> **RECORDS SHOWN**
use serde::ser::{Serialize, SerializeMap, Serializer};
use smallvec::SmallVec;

use crate::init::UrlPatternInput;

/// Captured groups of one component, in group order.
///
/// A group that did not participate in the match is kept with a `None` value
/// rather than an empty string.
#[derive(Debug, Clone, Default, PartialEq, Eq)]
pub struct MatchGroups {
    entries: SmallVec<[(String, Option<String>); 4]>,
}

impl MatchGroups {
    /// Outer `None`: no such group. Inner `None`: the group did not participate.
    pub fn get(&self, name: &str) -> Option<Option<&str>> {
        self.entries
            .iter()
            .find(|(n, _)| n == name)
            .map(|(_, value)| value.as_deref())
    }

    pub fn len(&self) -> usize {
        self.entries.len()
    }

    pub fn is_empty(&self) -> bool {
        self.entries.is_empty()
    }

    pub fn iter(&self) -> impl Iterator<Item = (&str, Option<&str>)> {
        self.entries
            .iter()
            .map(|(name, value)| (name.as_str(), value.as_deref()))
    }
}

impl FromIterator<(String, Option<String>)> for MatchGroups {
    fn from_iter<I: IntoIterator<Item = (String, Option<String>)>>(iter: I) -> Self {
        Self {
            entries: iter.into_iter().collect(),
        }
    }
}

impl Serialize for MatchGroups {
    fn serialize<S: Serializer>(&self, serializer: S) -> Result<S::Ok, S::Error> {
        let mut map = serializer.serialize_map(Some(self.entries.len()))?;
        for (name, value) in &self.entries {
            map.serialize_entry(name, value)?;
        }
        map.end()
    }
}

#[derive(Debug, Clone, Default, PartialEq, Eq, serde::Serialize)]
pub struct ComponentResult {
    pub input: String,
    pub groups: MatchGroups,
}

#[derive(Debug, Clone, PartialEq, Eq, serde::Serialize)]
pub struct MatchResult {
    /// The matched input, followed by the base URL string when one was given.
    pub inputs: Vec<UrlPatternInput>,
    pub protocol: ComponentResult,
    pub username: ComponentResult,
    pub password: ComponentResult,
    pub hostname: ComponentResult,
    pub port: ComponentResult,
    pub pathname: ComponentResult,
    pub search: ComponentResult,
    pub hash: ComponentResult,
}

> **TASK REQUIREMENTS**
From the first entry to the last, reproduce everything precisely.

> **TASK SOLUTION**
use serde::ser::{Serialize, SerializeMap, Serializer};
use smallvec::SmallVec;

use crate::init::UrlPatternInput;

/// Captured groups of one component, in group order.
///
/// A group that did not participate in the match is kept with a `None` value
/// rather than an empty string.
#[derive(Debug, Clone, Default, PartialEq, Eq)]
pub struct MatchGroups {
    entries: SmallVec<[(String, Option<String>); 4]>,
}

impl MatchGroups {
    /// Outer `None`: no such group. Inner `None`: the group did not participate.
    pub fn get(&self, name: &str) -> Option<Option<&str>> {
        self.entries
            .iter()
            .find(|(n, _)| n == name)
            .map(|(_, value)| value.as_deref())
    }

    pub fn len(&self) -> usize {
        self.entries.len()
    }

    pub fn is_empty(&self) -> bool {
        self.entries.is_empty()
    }

    pub fn iter(&self) -> impl Iterator<Item = (&str, Option<&str>)> {
        self.entries
            .iter()
            .map(|(name, value)| (name.as_str(), value.as_deref()))
    }
}

impl FromIterator<(String, Option<String>)> for MatchGroups {
    fn from_iter<I: IntoIterator<Item = (String, Option<String>)>>(iter: I) -> Self {
        Self {
            entries: iter.into_iter().collect(),
        }
    }
}

impl Serialize for MatchGroups {
    fn serialize<S: Serializer>(&self, serializer: S) -> Result<S::Ok, S::Error> {
        let mut map = serializer.serialize_map(Some(self.entries.len()))?;
        for (name, value) in &self.entries {
            map.serialize_entry(name, value)?;
        }
        map.end()
    }
}

#[derive(Debug, Clone, Default, PartialEq, Eq, serde::Serialize)]
pub struct ComponentResult {
    pub input: String,
    pub groups: MatchGroups,
}

#[derive(Debug, Clone, PartialEq, Eq, serde::Serialize)]
pub struct MatchResult {
    /// The matched input, followed by the base URL string when one was given.
    pub inputs: Vec<UrlPatternInput>,
    pub protocol: ComponentResult,
    pub username: ComponentResult,
    pub password: ComponentResult,
    pub hostname: ComponentResult,
    pub port: ComponentResult,
    pub pathname: ComponentResult,
    pub search: ComponentResult,
    pub hash: ComponentResult,
}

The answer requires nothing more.